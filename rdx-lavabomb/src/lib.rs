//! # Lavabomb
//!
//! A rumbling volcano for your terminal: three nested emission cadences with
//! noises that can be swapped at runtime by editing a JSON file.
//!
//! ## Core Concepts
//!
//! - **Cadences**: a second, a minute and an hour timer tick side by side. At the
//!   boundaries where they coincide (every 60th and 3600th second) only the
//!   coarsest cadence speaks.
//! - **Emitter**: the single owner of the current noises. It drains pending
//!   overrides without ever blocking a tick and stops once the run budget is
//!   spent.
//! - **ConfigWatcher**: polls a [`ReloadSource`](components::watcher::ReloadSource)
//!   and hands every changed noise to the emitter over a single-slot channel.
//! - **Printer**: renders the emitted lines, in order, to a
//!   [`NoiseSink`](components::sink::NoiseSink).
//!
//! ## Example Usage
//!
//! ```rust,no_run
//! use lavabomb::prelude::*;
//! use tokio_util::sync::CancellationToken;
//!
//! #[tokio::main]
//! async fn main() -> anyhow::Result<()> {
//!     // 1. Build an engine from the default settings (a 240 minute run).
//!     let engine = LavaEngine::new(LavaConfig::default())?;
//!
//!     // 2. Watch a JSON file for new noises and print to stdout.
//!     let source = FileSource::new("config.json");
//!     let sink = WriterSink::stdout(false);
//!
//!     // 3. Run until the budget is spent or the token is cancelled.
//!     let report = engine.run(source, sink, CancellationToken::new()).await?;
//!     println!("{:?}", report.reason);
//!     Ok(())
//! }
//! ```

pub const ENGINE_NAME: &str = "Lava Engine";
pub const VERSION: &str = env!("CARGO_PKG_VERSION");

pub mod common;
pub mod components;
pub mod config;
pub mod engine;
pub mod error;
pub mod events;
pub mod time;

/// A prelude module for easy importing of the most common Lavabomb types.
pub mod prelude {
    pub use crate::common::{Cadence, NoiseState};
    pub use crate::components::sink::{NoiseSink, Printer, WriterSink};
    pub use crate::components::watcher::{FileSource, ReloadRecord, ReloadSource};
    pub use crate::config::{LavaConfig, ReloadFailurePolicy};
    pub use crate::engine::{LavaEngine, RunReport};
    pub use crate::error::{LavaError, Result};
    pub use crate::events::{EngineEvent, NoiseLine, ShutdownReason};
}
______________________________
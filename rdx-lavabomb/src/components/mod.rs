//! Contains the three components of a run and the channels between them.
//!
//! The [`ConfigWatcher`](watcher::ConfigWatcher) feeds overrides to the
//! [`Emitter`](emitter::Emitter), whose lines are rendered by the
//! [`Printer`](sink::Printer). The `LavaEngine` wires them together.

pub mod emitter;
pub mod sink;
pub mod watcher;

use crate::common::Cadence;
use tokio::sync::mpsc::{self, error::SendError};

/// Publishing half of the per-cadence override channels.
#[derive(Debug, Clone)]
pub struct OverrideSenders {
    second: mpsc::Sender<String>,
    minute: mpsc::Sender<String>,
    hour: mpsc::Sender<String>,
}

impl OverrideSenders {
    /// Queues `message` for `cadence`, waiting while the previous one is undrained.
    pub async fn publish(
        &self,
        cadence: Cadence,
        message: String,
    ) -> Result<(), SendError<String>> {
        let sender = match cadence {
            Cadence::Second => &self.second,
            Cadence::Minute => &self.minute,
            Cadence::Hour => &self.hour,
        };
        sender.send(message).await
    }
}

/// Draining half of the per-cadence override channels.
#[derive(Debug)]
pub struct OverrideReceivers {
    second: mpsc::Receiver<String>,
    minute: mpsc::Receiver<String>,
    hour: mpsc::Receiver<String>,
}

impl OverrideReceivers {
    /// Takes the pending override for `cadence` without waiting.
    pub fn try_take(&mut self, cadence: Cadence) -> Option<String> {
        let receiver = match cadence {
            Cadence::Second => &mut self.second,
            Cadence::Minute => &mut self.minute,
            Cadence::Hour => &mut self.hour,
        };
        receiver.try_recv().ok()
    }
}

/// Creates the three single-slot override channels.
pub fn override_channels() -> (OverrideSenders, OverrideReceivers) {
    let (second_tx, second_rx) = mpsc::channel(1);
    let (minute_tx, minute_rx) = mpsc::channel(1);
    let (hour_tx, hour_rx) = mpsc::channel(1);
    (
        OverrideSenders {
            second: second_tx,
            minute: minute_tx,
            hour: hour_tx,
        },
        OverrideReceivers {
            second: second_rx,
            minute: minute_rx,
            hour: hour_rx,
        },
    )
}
______________________________
▶ EXERCISE GOAL
Using the data above, reproduce exactly the lines from the line that contains "Cadence::Minute => &mut" through the line that contains "let (minute_tx, minute_rx)", including both.

▶ TASK RESULT
            Cadence::Minute => &mut self.minute,
            Cadence::Hour => &mut self.hour,
        };
        receiver.try_recv().ok()
    }
}

/// Creates the three single-slot override channels.
pub fn override_channels() -> (OverrideSenders, OverrideReceivers) {
    let (second_tx, second_rx) = mpsc::channel(1);
    let (minute_tx, minute_rx) = mpsc::channel(1);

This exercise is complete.